M. [J] a été engagé le 1er décembre 1987 par la société SIPC en qualité d'opérateur de fabrication dans le cadre d'un contrat à durée indéterminée.

Le 22 janvier 2018, il a été convoqué à un entretien préalable à une sanction disciplinaire pouvant aller jusqu'au licenciement. L'entretien s'est déroulé le 31 janvier 2018.

Par courrier en date du 8 février 2018, la société SIPC lui a notifié son licenciement pour cause réelle et sérieuse, en raison de différents manquements, notamment d'avoir compromis la sécurité des autres salariés en ayant dormi pendant ses heures de travail et laissé pendant ce temps le broyeur en marche et sans surveillance, et de s'être adressé à son supérieur hiérarchique en lui manquant de respect et de manière menaçante en ces termes : « arrête tes conneries [I] je ne dormais pas, arrête tes conneries ! »

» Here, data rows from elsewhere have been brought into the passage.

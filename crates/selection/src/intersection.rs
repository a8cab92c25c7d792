//! Ranking measure for pick candidates.

use std::cmp::Ordering;

use reticle_config::PickConfig;
use serde::{Deserialize, Serialize};

/// Sentinel stored in every field of an invalid intersection
const INVALID_FIELD: f32 = f32::MAX;

/// Tie bands used when ordering intersections
#[derive(Debug, Clone, Copy, PartialEq, Serialize, Deserialize)]
pub struct IntersectionBands {
    /// Screen distances within this band are tied
    pub distance: f32,
    /// Depths within this band are tied
    pub depth: f32,
}

impl Default for IntersectionBands {
    fn default() -> Self {
        Self {
            distance: reticle_config::DEFAULT_DISTANCE_BAND,
            depth: reticle_config::DEFAULT_DEPTH_BAND,
        }
    }
}

impl From<&PickConfig> for IntersectionBands {
    fn from(config: &PickConfig) -> Self {
        Self {
            distance: config.distance_band,
            depth: config.depth_band,
        }
    }
}

/// How good a hit a candidate is.
///
/// `depth` is the clip-space z after the perspective divide (smaller is nearer),
/// `distance` the squared screen distance from the pointer in the pick box and
/// `distance2` a secondary tie-break. An intersection is either fully valid
/// with finite fields or equal to [`SelectionIntersection::INVALID`].
#[derive(Debug, Clone, Copy, PartialEq, Serialize, Deserialize)]
pub struct SelectionIntersection {
    depth: f32,
    distance: f32,
    distance2: f32,
}

impl Default for SelectionIntersection {
    fn default() -> Self {
        Self::INVALID
    }
}

impl SelectionIntersection {
    /// The "no hit" value. Sorts after every valid intersection.
    pub const INVALID: Self = Self {
        depth: INVALID_FIELD,
        distance: INVALID_FIELD,
        distance2: INVALID_FIELD,
    };

    /// Create an intersection with no secondary tie-break
    pub fn new(depth: f32, distance: f32) -> Self {
        Self::with_tie_break(depth, distance, 0.0)
    }

    /// Create an intersection. Any non-finite field yields [`Self::INVALID`].
    pub fn with_tie_break(depth: f32, distance: f32, distance2: f32) -> Self {
        let usable = |v: f32| v.is_finite() && v.abs() < INVALID_FIELD;
        if usable(depth) && usable(distance) && usable(distance2) {
            Self {
                depth,
                distance,
                distance2,
            }
        } else {
            Self::INVALID
        }
    }

    pub fn depth(&self) -> f32 {
        self.depth
    }

    pub fn distance(&self) -> f32 {
        self.distance
    }

    pub fn distance2(&self) -> f32 {
        self.distance2
    }

    pub fn is_valid(&self) -> bool {
        self.distance < INVALID_FIELD
    }

    /// Screen distance first, then depth, then the tie-break. Differences
    /// inside a band fall through to the next key.
    ///
    /// Banding makes this non-transitive across chains of near ties: with
    /// distances 0, 0.6 and 1.2 bands apart and falling depths, each hit
    /// beats the previous one and the last loses to the first. Pairwise
    /// picks are fine; use [`SelectionPool`](crate::selector::SelectionPool)
    /// to rank many hits.
    pub fn compare(&self, other: &Self, bands: &IntersectionBands) -> Ordering {
        match (self.is_valid(), other.is_valid()) {
            (false, false) => return Ordering::Equal,
            (true, false) => return Ordering::Less,
            (false, true) => return Ordering::Greater,
            (true, true) => {}
        }

        if (self.distance - other.distance).abs() > bands.distance {
            return self.distance.total_cmp(&other.distance);
        }
        if (self.depth - other.depth).abs() > bands.depth {
            return self.depth.total_cmp(&other.depth);
        }
        self.distance2.total_cmp(&other.distance2)
    }

    /// Returns true if `self` ranks strictly before `other`
    pub fn is_closer(&self, other: &Self, bands: &IntersectionBands) -> bool {
        self.compare(other, bands) == Ordering::Less
    }

    /// Replace `self` with `other` if `other` is closer
    pub fn assign_if_closer(&mut self, other: Self, bands: &IntersectionBands) {
        if other.is_closer(self, bands) {
            *self = other;
        }
    }

    /// Both valid, with distance and depth each within their epsilon
    pub fn equal_epsilon(&self, other: &Self, distance_epsilon: f32, depth_epsilon: f32) -> bool {
        self.is_valid()
            && other.is_valid()
            && (self.distance - other.distance).abs() <= distance_epsilon
            && (self.depth - other.depth).abs() <= depth_epsilon
    }
}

Par requête du 31 mai 2018, M. [J] a saisi le conseil de prud'hommes de Douai afin de contester son licenciement et obtenir le paiement de diverses indemnités.

Par jugement contradictoire rendu le 13 février 2020, le conseil de prud'hommes de Douai a :

- dit que le licenciement de M. [J] repose sur une cause réelle et sérieuse,

- débouté M. [J] de l'ensemble de ses demandes, fins et prétentions,

- condamné M. [J] à payer à la société SIPC la somme de 750 euros à titre de dommages-intérêts pour procédure abusive sur le fondement des dispositions de l'article 32-l du code de procédure civile,

- débouté la société SIPC de sa demande d'indemnité au titre de l'article 700 du code de procédure civile,

- condamné M. [J] aux entiers dépens.

Par déclaration reçue au greffe le 13 mars 2020, M. [J] a interjeté appel du jugement en toutes ses dispositions.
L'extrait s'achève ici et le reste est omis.